Padma Gyalpo

Posição na mandala: sudoeste

Padma Gyalpo está sentado na postura do conforto real, veste mantos reais, segura um damaru na mão direita e um espelho na esquerda. Usa uma coroa régia, um turbante branco, ornamentos de jóias, brocados e sua tez é vermelha, a cor do poder magnetizador.

Invocando os poderes de sua jóia que realiza desejos, o rei Indrabodi entronizou Padma Jungne e o chamou de Rei do Lótus (Pemaradja em sânscrito e Padma Gyalpo em tibetano). Na condição de príncipe e herdeiro real, Padma Gyalpo casou-se com uma princesa, imaculada e digna, e participou de atividades nobres. Depois de cinco anos, durante os quais o reino prosperou, concluiu que a soberania mundana não traria qualquer benefício duradouro. Renunciou ao reinado e orquestrou o próprio exílio com um ato de liberação. Viajou ao cemitério do Bosque Fresco onde subjugou demônios e foi adorado por mamos e dakinis.

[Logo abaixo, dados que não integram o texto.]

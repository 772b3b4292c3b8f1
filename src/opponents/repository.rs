use async_trait::async_trait;
use chrono::Utc;
use sqlx::PgPool;
use std::collections::HashMap;
use std::sync::atomic::{AtomicI64, Ordering};
use tokio::sync::RwLock;
use tracing::{debug, instrument, warn};

use super::{
    models::{CanonicalPair, Opponent, OpponentCount},
    OpponentError,
};

/// Symmetric pair counters. Every method accepts the two ids in either order.
#[async_trait]
pub trait OpponentRepository: Send + Sync {
    /// Adds one shared game, creating the pair with a count of 1 when new.
    /// Does nothing for a self pair.
    async fn increment(&self, player1_id: &str, player2_id: &str) -> Result<(), OpponentError>;

    /// Removes one shared game. The count never drops below zero and the row
    /// is kept. Does nothing for a self pair or an unknown pair.
    async fn decrement(&self, player1_id: &str, player2_id: &str) -> Result<(), OpponentError>;

    /// The other player of every pair involving `player_id`, most shared
    /// games first, together with the total number of pairs
    async fn opponents_of(
        &self,
        player_id: &str,
        limit: i64,
        offset: i64,
    ) -> Result<(Vec<OpponentCount>, i64), OpponentError>;

    async fn pair(
        &self,
        player1_id: &str,
        player2_id: &str,
    ) -> Result<Option<Opponent>, OpponentError>;
}

/// In-memory implementation of opponent repository
pub struct InMemoryOpponentRepository {
    pairs: RwLock<HashMap<CanonicalPair, Opponent>>,
    next_id: AtomicI64,
}

impl InMemoryOpponentRepository {
    pub fn new() -> Self {
        Self {
            pairs: RwLock::new(HashMap::new()),
            next_id: AtomicI64::new(1),
        }
    }
}

impl Default for InMemoryOpponentRepository {
    fn default() -> Self {
        Self::new()
    }
}

#[async_trait]
impl OpponentRepository for InMemoryOpponentRepository {
    #[instrument(skip(self))]
    async fn increment(&self, player1_id: &str, player2_id: &str) -> Result<(), OpponentError> {
        let Some(key) = CanonicalPair::new(player1_id, player2_id) else {
            return Ok(());
        };

        let mut pairs = self.pairs.write().await;
        let now = Utc::now();
        pairs
            .entry(key.clone())
            .and_modify(|row| {
                row.game_count += 1;
                row.updated_at = now;
            })
            .or_insert_with(|| Opponent {
                id: self.next_id.fetch_add(1, Ordering::SeqCst),
                player1_id: key.first().to_string(),
                player2_id: key.second().to_string(),
                game_count: 1,
                created_at: now,
                updated_at: now,
            });

        debug!("Opponent pair incremented in memory");
        Ok(())
    }

    #[instrument(skip(self))]
    async fn decrement(&self, player1_id: &str, player2_id: &str) -> Result<(), OpponentError> {
        let Some(key) = CanonicalPair::new(player1_id, player2_id) else {
            return Ok(());
        };

        let mut pairs = self.pairs.write().await;
        if let Some(row) = pairs.get_mut(&key) {
            row.game_count = (row.game_count - 1).max(0);
            row.updated_at = Utc::now();
            debug!(game_count = row.game_count, "Opponent pair decremented in memory");
        }
        Ok(())
    }

    #[instrument(skip(self))]
    async fn opponents_of(
        &self,
        player_id: &str,
        limit: i64,
        offset: i64,
    ) -> Result<(Vec<OpponentCount>, i64), OpponentError> {
        let pairs = self.pairs.read().await;
        let mut counts: Vec<OpponentCount> = pairs
            .iter()
            .filter_map(|(key, row)| {
                key.other(player_id).map(|other| OpponentCount {
                    player_id: other.to_string(),
                    game_count: row.game_count,
                })
            })
            .collect();
        counts.sort_by(|a, b| {
            b.game_count
                .cmp(&a.game_count)
                .then_with(|| a.player_id.cmp(&b.player_id))
        });

        let total = counts.len() as i64;
        let items = counts
            .into_iter()
            .skip(offset.max(0) as usize)
            .take(limit.max(0) as usize)
            .collect();
        Ok((items, total))
    }

    async fn pair(
        &self,
        player1_id: &str,
        player2_id: &str,
    ) -> Result<Option<Opponent>, OpponentError> {
        let key = CanonicalPair::new(player1_id, player2_id).ok_or(OpponentError::SelfPair)?;
        Ok(self.pairs.read().await.get(&key).cloned())
    }
}

const OPPONENT_COLUMNS: &str = "id, player1_id, player2_id, game_count, created_at, updated_at";

const SCHEMA: [&str; 3] = [
    "CREATE TABLE IF NOT EXISTS opponents (
        id BIGSERIAL PRIMARY KEY,
        player1_id TEXT NOT NULL,
        player2_id TEXT NOT NULL,
        game_count INTEGER NOT NULL DEFAULT 0,
        created_at TIMESTAMPTZ NOT NULL DEFAULT NOW(),
        updated_at TIMESTAMPTZ NOT NULL DEFAULT NOW(),
        UNIQUE (player1_id, player2_id)
    )",
    "CREATE INDEX IF NOT EXISTS idx_opponents_player1 ON opponents (player1_id)",
    "CREATE INDEX IF NOT EXISTS idx_opponents_player2 ON opponents (player2_id)",
];

/// PostgreSQL implementation of opponent repository
pub struct PostgresOpponentRepository {
    pool: PgPool,
}

impl PostgresOpponentRepository {
    pub fn new(pool: PgPool) -> Self {
        Self { pool }
    }

    pub async fn ensure_schema(&self) -> Result<(), OpponentError> {
        for statement in SCHEMA {
            sqlx::query(statement).execute(&self.pool).await?;
        }
        Ok(())
    }
}

fn db_error(e: sqlx::Error) -> OpponentError {
    warn!(error = %e, "Opponent query failed");
    OpponentError::Repository(e.to_string())
}

#[async_trait]
impl OpponentRepository for PostgresOpponentRepository {
    #[instrument(skip(self))]
    async fn increment(&self, player1_id: &str, player2_id: &str) -> Result<(), OpponentError> {
        let Some(key) = CanonicalPair::new(player1_id, player2_id) else {
            return Ok(());
        };

        sqlx::query(
            "INSERT INTO opponents (player1_id, player2_id, game_count) VALUES ($1, $2, 1) \
             ON CONFLICT (player1_id, player2_id) \
             DO UPDATE SET game_count = opponents.game_count + 1, updated_at = NOW()",
        )
        .bind(key.first())
        .bind(key.second())
        .execute(&self.pool)
        .await
        .map_err(db_error)?;

        debug!("Opponent pair incremented in database");
        Ok(())
    }

    #[instrument(skip(self))]
    async fn decrement(&self, player1_id: &str, player2_id: &str) -> Result<(), OpponentError> {
        let Some(key) = CanonicalPair::new(player1_id, player2_id) else {
            return Ok(());
        };

        let result = sqlx::query(
            "UPDATE opponents SET game_count = GREATEST(game_count - 1, 0), updated_at = NOW() \
             WHERE player1_id = $1 AND player2_id = $2",
        )
        .bind(key.first())
        .bind(key.second())
        .execute(&self.pool)
        .await
        .map_err(db_error)?;

        debug!(
            rows_affected = result.rows_affected(),
            "Opponent pair decremented in database"
        );
        Ok(())
    }

    #[instrument(skip(self))]
    async fn opponents_of(
        &self,
        player_id: &str,
        limit: i64,
        offset: i64,
    ) -> Result<(Vec<OpponentCount>, i64), OpponentError> {
        let items = sqlx::query_as::<_, OpponentCount>(
            "SELECT CASE WHEN player1_id = $1 THEN player2_id ELSE player1_id END AS player_id, \
             game_count FROM opponents WHERE player1_id = $1 OR player2_id = $1 \
             ORDER BY game_count DESC, player_id ASC LIMIT $2 OFFSET $3",
        )
        .bind(player_id)
        .bind(limit)
        .bind(offset)
        .fetch_all(&self.pool)
        .await
        .map_err(db_error)?;

        let total: i64 = sqlx::query_scalar(
            "SELECT COUNT(*) FROM opponents WHERE player1_id = $1 OR player2_id = $1",
        )
        .bind(player_id)
        .fetch_one(&self.pool)
        .await
        .map_err(db_error)?;

        Ok((items, total))
    }

    #[instrument(skip(self))]
    async fn pair(
        &self,
        player1_id: &str,
        player2_id: &str,
    ) -> Result<Option<Opponent>, OpponentError> {
        let key = CanonicalPair::new(player1_id, player2_id).ok_or(OpponentError::SelfPair)?;

        let sql = format!(
            "SELECT {OPPONENT_COLUMNS} FROM opponents WHERE player1_id = $1 AND player2_id = $2"
        );
        sqlx::query_as::<_, Opponent>(&sql)
            .bind(key.first())
            .bind(key.second())
            .fetch_optional(&self.pool)
            .await
            .map_err(db_error)
    }
}
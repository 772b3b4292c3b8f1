// Per-player rating and statistics history derived from finished games

pub mod calculators;
pub mod handlers;
pub mod service;

mod errors;
pub mod models;
pub mod repository;

pub use errors::StatsError;
pub use models::*;
pub use repository::{InMemoryStatsRepository, PostgresStatsRepository, StatsRepository};
pub use service::{StatsEventSubscriber, StatsService, StatsServiceBuilder};
use serde::{Deserialize, Serialize};

pub const DEFAULT_PER_PAGE: i64 = 10;
pub const MAX_PER_PAGE: i64 = 100;

/// Page request parsed from `?page=&per_page=`
///
/// Missing or out-of-range values are normalized rather than rejected.
#[derive(Debug, Clone, Copy, Default, Deserialize)]
pub struct PaginationQuery {
    pub page: Option<i64>,
    pub per_page: Option<i64>,
}

#[derive(Debug, Clone, Copy, PartialEq, Eq, Serialize)]
pub struct Pagination {
    pub page: i64,
    pub per_page: i64,
}

impl Pagination {
    pub fn new(page: i64, per_page: i64) -> Self {
        // keeps `offset` within i64 for any requested page
        let page = page.clamp(1, i64::MAX / MAX_PER_PAGE);
        let per_page = if per_page <= 0 {
            DEFAULT_PER_PAGE
        } else {
            per_page.min(MAX_PER_PAGE)
        };
        Self { page, per_page }
    }

    pub fn limit(&self) -> i64 {
        self.per_page
    }

    pub fn offset(&self) -> i64 {
        (self.page - 1) * self.per_page
    }
}

impl From<PaginationQuery> for Pagination {
    fn from(query: PaginationQuery) -> Self {
        Pagination::new(query.page.unwrap_or(1), query.per_page.unwrap_or(0))
    }
}

#[derive(Debug, Clone, Serialize, Deserialize)]
pub struct PaginatedResult<T> {
    pub items: Vec<T>,
    pub total_count: i64,
    pub page: i64,
    pub per_page: i64,
}

impl<T> PaginatedResult<T> {
    pub fn new(items: Vec<T>, total_count: i64, pagination: Pagination) -> Self {
        Self {
            items,
            total_count,
            page: pagination.page,
            per_page: pagination.per_page,
        }
    }

    pub fn map<U>(self, f: impl FnMut(T) -> U) -> PaginatedResult<U> {
        PaginatedResult {
            items: self.items.into_iter().map(f).collect(),
            total_count: self.total_count,
            page: self.page,
            per_page: self.per_page,
        }
    }
}
pub mod game_builders;
pub mod mocks;
pub mod setup;
pub mod waiting;

// Re-export main utilities for use by test files
pub use game_builders::GameBuilder;
#[allow(unused_imports)]
pub use mocks::{FailingOpponentRepository, FailingStatsRepository, SlowReadStatsRepository};
#[allow(unused_imports)]
pub use setup::{TestSetup, TestSetupBuilder};
#[allow(unused_imports)]
pub use waiting::eventually;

Mais tarde, com o voto de libertar todos os súditos de Odiana dos três tipos de emoções aflitivas, retornou, mas foi capturado, juntamente com sua consorte de sabedoria Mandarava, por um ministro hostil que tentou queimá-los vivos. O guru manifestou-se então como Pema Tötreng Tsal, Manifestação Guirlanda de Caveiras do Guru do Lótus, e depois novamente como Padma Gyalpo, permanecendo como guru do reino por 13 anos. Sob sua orientação, o rei, a rainha e todos que tiveram conexão com ele atingiram a sabedoria sublime.